**SUPPLIED INFORMATION**
· · · ·

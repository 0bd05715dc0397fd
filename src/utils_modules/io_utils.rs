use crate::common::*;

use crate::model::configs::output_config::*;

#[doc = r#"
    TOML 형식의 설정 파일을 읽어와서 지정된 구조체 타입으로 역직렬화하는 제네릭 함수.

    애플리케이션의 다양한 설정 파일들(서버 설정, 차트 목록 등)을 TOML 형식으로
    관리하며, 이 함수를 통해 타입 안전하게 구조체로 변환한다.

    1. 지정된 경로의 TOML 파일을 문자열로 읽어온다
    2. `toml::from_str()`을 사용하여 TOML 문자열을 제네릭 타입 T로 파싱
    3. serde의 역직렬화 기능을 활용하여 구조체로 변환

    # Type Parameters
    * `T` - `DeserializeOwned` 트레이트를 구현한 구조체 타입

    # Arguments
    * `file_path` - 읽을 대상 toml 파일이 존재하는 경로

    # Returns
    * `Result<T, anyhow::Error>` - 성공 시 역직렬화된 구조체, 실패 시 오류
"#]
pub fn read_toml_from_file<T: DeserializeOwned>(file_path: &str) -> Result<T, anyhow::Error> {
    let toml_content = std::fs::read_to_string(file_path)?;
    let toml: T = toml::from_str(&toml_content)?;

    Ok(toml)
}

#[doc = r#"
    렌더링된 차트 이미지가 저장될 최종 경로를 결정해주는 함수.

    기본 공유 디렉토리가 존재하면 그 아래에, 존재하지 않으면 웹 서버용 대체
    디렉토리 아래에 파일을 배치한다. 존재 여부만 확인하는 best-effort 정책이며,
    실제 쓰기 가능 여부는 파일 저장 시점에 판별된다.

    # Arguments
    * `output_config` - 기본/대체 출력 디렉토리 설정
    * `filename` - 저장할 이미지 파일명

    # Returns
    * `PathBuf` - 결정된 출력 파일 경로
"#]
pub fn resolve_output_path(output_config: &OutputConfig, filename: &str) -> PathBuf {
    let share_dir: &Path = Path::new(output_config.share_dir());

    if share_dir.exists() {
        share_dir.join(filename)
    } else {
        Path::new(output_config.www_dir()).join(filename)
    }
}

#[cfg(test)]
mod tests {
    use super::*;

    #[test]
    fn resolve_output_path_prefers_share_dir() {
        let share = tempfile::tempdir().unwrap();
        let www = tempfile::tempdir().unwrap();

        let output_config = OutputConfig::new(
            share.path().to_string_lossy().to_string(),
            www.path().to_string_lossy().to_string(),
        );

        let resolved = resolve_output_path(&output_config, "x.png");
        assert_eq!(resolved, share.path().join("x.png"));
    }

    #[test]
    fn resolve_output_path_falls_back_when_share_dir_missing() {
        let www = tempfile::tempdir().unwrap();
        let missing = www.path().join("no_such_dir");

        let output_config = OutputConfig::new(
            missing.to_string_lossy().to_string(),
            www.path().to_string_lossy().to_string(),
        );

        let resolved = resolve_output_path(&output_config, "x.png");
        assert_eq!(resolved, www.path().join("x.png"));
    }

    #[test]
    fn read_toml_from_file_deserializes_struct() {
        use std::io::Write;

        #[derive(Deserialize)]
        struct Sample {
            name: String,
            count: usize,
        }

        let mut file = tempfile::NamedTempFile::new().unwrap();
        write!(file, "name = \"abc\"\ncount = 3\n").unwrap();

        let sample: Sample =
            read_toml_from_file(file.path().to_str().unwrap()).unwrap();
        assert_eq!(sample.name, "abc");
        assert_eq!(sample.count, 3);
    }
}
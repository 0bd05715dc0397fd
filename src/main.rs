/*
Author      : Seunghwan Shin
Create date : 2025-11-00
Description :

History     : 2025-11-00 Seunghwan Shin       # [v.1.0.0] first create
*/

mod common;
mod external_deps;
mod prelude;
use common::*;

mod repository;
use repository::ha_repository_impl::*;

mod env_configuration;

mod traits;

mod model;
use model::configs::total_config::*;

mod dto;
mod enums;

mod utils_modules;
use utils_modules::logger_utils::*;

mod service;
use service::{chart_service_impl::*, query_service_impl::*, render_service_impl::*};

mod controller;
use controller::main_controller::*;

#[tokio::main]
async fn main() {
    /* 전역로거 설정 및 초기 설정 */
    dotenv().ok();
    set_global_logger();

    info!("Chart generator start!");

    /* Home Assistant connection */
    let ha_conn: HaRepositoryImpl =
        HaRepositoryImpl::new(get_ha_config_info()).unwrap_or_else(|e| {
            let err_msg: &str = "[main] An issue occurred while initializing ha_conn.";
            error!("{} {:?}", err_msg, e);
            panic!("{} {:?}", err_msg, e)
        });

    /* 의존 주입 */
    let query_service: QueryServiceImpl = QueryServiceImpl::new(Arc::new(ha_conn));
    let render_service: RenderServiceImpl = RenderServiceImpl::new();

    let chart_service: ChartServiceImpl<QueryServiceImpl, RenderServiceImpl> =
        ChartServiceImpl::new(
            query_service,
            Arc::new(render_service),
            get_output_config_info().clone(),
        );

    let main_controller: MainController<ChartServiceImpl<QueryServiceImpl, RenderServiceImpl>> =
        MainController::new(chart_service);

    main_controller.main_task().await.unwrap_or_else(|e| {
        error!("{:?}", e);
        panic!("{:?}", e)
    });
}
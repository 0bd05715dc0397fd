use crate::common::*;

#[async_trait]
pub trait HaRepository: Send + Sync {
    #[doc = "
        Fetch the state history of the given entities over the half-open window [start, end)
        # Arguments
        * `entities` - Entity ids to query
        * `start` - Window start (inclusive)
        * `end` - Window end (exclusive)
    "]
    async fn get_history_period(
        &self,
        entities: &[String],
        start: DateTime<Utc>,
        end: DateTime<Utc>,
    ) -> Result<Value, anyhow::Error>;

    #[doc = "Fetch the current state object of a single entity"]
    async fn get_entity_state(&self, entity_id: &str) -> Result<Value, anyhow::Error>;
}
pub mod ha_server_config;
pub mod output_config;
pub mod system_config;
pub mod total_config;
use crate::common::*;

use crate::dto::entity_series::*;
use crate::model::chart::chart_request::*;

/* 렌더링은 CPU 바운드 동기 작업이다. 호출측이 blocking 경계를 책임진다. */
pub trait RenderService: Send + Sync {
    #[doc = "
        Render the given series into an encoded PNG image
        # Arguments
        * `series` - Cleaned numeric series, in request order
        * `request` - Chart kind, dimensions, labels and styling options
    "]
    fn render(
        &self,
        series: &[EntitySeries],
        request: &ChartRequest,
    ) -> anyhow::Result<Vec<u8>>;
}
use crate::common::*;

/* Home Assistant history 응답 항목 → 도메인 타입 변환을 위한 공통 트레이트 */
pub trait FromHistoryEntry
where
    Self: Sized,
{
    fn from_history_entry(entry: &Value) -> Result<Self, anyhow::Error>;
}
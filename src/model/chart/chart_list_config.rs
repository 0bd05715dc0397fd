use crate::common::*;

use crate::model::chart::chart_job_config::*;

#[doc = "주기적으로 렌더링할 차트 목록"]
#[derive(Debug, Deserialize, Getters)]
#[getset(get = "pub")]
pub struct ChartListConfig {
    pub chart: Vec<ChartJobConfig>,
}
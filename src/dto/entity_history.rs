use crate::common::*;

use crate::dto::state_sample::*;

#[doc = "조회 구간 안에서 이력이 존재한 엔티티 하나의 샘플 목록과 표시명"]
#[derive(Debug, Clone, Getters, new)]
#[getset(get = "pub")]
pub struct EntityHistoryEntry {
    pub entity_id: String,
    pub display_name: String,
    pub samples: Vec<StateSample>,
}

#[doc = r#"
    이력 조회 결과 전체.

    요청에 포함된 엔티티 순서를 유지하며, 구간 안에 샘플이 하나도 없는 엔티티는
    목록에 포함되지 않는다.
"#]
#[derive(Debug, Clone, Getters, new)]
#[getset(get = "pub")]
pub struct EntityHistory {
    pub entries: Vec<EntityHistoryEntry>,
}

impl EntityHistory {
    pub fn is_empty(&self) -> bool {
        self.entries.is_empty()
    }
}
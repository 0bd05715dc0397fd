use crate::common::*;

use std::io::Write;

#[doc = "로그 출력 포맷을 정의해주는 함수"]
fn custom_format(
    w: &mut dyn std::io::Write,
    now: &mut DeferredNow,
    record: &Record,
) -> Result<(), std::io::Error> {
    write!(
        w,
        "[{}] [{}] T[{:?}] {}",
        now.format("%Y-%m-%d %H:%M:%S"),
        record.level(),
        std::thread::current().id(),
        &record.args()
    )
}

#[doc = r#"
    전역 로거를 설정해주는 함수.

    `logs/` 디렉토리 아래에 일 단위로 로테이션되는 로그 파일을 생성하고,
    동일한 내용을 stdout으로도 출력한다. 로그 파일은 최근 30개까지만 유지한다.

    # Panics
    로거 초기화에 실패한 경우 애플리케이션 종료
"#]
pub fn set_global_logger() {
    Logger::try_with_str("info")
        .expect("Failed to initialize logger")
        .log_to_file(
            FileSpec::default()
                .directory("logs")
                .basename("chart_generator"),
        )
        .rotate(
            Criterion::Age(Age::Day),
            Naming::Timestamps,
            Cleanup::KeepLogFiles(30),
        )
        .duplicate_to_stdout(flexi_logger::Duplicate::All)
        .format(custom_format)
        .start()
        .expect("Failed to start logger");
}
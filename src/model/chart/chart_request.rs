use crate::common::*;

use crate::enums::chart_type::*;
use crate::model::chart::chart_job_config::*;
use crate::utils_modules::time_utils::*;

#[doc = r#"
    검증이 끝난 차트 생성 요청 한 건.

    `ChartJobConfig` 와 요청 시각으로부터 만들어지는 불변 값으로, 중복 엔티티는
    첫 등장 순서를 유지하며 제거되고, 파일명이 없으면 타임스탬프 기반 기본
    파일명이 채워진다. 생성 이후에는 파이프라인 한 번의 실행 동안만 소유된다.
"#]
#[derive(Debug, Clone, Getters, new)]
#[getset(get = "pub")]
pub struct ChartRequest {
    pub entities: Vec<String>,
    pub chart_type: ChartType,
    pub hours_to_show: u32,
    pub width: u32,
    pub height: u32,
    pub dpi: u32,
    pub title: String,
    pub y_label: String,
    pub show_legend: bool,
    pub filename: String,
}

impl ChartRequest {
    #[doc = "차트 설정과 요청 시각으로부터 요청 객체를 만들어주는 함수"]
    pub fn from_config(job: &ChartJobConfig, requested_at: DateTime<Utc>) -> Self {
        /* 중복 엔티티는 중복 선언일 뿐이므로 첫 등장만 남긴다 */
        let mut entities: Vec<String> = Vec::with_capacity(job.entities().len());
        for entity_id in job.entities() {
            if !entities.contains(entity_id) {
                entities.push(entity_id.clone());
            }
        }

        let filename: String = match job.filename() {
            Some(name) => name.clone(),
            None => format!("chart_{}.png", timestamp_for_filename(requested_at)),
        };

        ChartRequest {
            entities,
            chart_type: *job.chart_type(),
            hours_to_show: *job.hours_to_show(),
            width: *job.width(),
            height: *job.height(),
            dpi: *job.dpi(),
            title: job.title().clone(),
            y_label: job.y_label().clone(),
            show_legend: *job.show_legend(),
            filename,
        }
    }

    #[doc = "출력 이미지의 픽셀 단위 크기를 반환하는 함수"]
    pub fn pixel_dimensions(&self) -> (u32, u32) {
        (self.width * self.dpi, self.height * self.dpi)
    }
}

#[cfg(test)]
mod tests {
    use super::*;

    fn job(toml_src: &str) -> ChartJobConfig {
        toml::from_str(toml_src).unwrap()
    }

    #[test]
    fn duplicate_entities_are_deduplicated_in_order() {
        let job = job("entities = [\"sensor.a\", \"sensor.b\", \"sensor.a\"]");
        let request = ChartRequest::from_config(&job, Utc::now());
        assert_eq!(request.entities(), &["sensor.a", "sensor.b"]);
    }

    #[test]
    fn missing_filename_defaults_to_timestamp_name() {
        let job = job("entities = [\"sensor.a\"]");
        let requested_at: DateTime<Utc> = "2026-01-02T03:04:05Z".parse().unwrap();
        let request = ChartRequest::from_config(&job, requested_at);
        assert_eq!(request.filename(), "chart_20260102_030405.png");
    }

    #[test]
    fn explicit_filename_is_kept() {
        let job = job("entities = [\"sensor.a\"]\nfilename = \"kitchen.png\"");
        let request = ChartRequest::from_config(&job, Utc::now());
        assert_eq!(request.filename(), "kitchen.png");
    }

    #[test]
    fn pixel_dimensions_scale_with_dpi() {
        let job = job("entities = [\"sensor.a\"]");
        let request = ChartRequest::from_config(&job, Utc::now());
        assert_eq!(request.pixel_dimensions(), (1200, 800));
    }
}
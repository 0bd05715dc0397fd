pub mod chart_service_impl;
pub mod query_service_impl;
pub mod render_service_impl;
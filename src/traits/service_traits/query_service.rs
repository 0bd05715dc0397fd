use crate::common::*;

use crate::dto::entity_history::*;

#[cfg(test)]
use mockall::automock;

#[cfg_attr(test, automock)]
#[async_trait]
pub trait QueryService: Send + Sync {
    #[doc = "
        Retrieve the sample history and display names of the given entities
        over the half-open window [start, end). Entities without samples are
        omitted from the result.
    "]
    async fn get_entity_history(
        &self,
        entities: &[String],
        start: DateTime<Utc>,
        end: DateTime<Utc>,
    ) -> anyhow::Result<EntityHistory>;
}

· · · ·

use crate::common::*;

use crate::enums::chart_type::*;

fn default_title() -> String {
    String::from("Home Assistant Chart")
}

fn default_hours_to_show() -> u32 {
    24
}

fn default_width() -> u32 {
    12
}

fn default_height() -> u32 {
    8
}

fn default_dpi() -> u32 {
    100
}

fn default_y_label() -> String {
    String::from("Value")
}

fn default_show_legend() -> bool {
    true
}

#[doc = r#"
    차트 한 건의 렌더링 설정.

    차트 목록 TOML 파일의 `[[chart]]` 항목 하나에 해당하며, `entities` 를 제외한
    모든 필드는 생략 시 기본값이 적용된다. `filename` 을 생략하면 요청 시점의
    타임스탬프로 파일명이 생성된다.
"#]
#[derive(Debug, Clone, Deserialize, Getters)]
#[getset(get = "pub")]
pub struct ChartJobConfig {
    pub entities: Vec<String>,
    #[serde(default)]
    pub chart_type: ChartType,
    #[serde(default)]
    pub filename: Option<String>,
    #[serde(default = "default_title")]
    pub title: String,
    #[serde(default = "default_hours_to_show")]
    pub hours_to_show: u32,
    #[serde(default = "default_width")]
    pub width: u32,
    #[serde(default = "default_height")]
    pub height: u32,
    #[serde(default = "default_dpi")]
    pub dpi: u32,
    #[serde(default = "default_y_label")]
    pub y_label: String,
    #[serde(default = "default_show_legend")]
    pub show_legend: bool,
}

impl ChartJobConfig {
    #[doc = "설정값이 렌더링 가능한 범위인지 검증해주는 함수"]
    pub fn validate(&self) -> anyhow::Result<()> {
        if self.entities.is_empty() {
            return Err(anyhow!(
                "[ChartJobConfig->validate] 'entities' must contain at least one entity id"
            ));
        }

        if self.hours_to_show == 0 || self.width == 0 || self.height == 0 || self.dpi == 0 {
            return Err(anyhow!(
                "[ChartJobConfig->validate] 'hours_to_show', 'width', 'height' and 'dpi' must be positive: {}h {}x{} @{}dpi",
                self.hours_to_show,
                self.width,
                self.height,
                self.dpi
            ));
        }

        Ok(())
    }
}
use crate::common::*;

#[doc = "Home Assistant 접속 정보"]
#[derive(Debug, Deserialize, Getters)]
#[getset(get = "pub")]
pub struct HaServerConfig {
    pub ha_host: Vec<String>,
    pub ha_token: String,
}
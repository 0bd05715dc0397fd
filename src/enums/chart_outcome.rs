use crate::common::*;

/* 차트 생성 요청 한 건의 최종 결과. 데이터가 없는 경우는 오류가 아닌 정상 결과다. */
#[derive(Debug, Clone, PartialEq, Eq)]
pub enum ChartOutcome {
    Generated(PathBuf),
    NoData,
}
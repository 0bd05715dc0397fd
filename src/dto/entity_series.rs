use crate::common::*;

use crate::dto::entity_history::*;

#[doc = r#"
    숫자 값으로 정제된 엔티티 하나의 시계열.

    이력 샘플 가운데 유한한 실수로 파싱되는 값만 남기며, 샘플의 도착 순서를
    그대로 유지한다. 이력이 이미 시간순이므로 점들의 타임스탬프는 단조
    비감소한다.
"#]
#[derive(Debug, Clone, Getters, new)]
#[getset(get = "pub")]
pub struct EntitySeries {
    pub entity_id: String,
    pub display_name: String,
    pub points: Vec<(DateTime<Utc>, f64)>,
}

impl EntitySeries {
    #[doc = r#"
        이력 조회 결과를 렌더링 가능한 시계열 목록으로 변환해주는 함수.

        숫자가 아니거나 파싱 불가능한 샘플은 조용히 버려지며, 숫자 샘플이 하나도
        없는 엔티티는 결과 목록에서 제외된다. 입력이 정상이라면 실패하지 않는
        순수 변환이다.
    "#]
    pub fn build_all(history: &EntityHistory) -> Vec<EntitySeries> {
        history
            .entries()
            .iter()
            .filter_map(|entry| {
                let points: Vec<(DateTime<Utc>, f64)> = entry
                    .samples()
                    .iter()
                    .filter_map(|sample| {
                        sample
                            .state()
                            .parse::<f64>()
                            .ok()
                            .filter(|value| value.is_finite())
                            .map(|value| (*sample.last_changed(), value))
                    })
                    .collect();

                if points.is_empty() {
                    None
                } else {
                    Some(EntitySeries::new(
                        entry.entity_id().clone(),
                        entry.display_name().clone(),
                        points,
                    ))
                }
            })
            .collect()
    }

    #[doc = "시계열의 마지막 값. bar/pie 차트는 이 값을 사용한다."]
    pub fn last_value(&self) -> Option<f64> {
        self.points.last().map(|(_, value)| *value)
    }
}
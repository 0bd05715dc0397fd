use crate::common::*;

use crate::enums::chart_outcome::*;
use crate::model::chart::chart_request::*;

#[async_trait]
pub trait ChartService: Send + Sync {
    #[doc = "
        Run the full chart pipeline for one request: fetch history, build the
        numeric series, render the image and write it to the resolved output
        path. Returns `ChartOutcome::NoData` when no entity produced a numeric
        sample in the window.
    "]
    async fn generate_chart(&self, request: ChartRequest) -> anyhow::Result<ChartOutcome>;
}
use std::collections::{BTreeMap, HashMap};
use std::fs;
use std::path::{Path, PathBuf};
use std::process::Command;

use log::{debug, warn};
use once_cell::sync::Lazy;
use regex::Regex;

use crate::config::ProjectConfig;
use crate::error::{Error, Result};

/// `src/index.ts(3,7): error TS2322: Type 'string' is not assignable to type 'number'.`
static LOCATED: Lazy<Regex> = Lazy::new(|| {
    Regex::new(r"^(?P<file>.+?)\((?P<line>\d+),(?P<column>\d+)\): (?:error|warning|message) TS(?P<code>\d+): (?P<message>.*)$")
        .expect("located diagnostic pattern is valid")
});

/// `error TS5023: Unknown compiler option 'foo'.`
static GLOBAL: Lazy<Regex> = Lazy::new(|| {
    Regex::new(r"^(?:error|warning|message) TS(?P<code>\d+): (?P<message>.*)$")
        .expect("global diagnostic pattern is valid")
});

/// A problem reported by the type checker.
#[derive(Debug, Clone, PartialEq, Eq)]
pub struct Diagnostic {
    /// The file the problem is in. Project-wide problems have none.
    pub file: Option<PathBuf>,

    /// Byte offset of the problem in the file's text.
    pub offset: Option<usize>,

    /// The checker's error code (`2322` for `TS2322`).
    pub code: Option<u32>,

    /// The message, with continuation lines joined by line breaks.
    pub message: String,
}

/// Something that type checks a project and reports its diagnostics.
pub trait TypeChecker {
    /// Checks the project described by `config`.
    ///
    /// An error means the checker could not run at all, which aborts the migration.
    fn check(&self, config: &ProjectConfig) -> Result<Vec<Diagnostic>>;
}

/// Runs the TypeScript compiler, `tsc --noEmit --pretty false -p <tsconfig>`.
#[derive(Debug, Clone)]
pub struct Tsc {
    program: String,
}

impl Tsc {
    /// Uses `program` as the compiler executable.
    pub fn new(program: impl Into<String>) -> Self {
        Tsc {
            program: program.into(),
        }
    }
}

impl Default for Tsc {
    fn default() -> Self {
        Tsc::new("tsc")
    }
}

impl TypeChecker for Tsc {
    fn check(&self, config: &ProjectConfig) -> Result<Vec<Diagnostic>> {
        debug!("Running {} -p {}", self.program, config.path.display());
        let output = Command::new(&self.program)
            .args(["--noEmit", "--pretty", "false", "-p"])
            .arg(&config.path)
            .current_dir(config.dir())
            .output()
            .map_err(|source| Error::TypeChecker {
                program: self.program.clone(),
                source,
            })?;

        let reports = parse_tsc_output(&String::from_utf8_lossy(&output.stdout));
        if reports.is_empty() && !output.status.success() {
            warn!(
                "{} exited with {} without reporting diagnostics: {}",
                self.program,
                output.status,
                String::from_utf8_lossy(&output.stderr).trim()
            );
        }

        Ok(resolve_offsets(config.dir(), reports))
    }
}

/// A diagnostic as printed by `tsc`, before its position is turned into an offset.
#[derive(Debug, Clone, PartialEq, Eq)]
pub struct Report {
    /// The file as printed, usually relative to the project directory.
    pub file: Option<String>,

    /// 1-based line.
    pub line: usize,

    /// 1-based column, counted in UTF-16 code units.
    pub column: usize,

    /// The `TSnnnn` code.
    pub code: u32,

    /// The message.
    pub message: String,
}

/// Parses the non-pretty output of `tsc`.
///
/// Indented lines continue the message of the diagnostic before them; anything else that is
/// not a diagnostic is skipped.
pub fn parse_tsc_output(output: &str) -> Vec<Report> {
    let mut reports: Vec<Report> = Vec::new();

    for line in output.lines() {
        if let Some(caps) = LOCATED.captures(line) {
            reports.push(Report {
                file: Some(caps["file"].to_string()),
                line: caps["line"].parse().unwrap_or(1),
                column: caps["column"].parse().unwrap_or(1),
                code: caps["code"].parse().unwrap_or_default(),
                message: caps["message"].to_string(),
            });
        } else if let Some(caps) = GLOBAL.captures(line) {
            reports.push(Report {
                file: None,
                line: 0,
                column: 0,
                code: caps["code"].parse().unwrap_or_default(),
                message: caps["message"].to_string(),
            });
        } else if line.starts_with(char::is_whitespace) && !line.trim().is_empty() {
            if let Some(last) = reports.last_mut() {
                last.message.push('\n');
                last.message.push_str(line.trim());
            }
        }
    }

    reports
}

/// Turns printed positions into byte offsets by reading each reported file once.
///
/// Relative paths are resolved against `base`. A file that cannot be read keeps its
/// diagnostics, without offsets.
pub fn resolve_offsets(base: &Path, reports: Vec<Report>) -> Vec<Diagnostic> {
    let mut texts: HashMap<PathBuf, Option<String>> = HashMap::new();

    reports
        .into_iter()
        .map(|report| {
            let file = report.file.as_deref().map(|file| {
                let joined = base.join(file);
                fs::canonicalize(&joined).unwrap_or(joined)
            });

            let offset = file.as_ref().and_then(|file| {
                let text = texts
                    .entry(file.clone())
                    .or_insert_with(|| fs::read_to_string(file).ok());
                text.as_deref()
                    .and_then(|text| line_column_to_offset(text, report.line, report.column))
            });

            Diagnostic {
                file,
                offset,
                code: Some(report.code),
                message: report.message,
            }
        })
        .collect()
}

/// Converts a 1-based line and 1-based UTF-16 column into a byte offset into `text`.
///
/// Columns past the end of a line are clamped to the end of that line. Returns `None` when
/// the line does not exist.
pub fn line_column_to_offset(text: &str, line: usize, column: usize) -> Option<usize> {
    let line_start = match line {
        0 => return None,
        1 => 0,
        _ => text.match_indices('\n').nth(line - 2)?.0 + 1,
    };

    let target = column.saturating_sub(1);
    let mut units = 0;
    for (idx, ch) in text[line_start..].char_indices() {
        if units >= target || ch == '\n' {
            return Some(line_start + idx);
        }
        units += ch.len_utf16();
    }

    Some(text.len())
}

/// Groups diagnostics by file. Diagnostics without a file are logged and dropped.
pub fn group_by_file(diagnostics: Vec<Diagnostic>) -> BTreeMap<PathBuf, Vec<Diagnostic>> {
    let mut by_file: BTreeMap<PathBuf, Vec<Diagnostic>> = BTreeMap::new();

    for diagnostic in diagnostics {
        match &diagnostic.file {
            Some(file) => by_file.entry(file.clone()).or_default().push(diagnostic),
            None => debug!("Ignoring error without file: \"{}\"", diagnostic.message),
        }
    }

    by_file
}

· · · ·

**DIRECTIONS FOR THIS TASK**
Copy the stretch of the records above that runs from the line with "use repository::ha_repository_impl::*;" through the line with "set_global_logger();". Both end lines belong in the copy, and nothing else does.

**RESULT OF THIS TASK**
use repository::ha_repository_impl::*;

mod env_configuration;

mod traits;

mod model;
use model::configs::total_config::*;

mod dto;
mod enums;

mod utils_modules;
use utils_modules::logger_utils::*;

mod service;
use service::{chart_service_impl::*, query_service_impl::*, render_service_impl::*};

mod controller;
use controller::main_controller::*;

#[tokio::main]
async fn main() {
    /* 전역로거 설정 및 초기 설정 */
    dotenv().ok();
    set_global_logger();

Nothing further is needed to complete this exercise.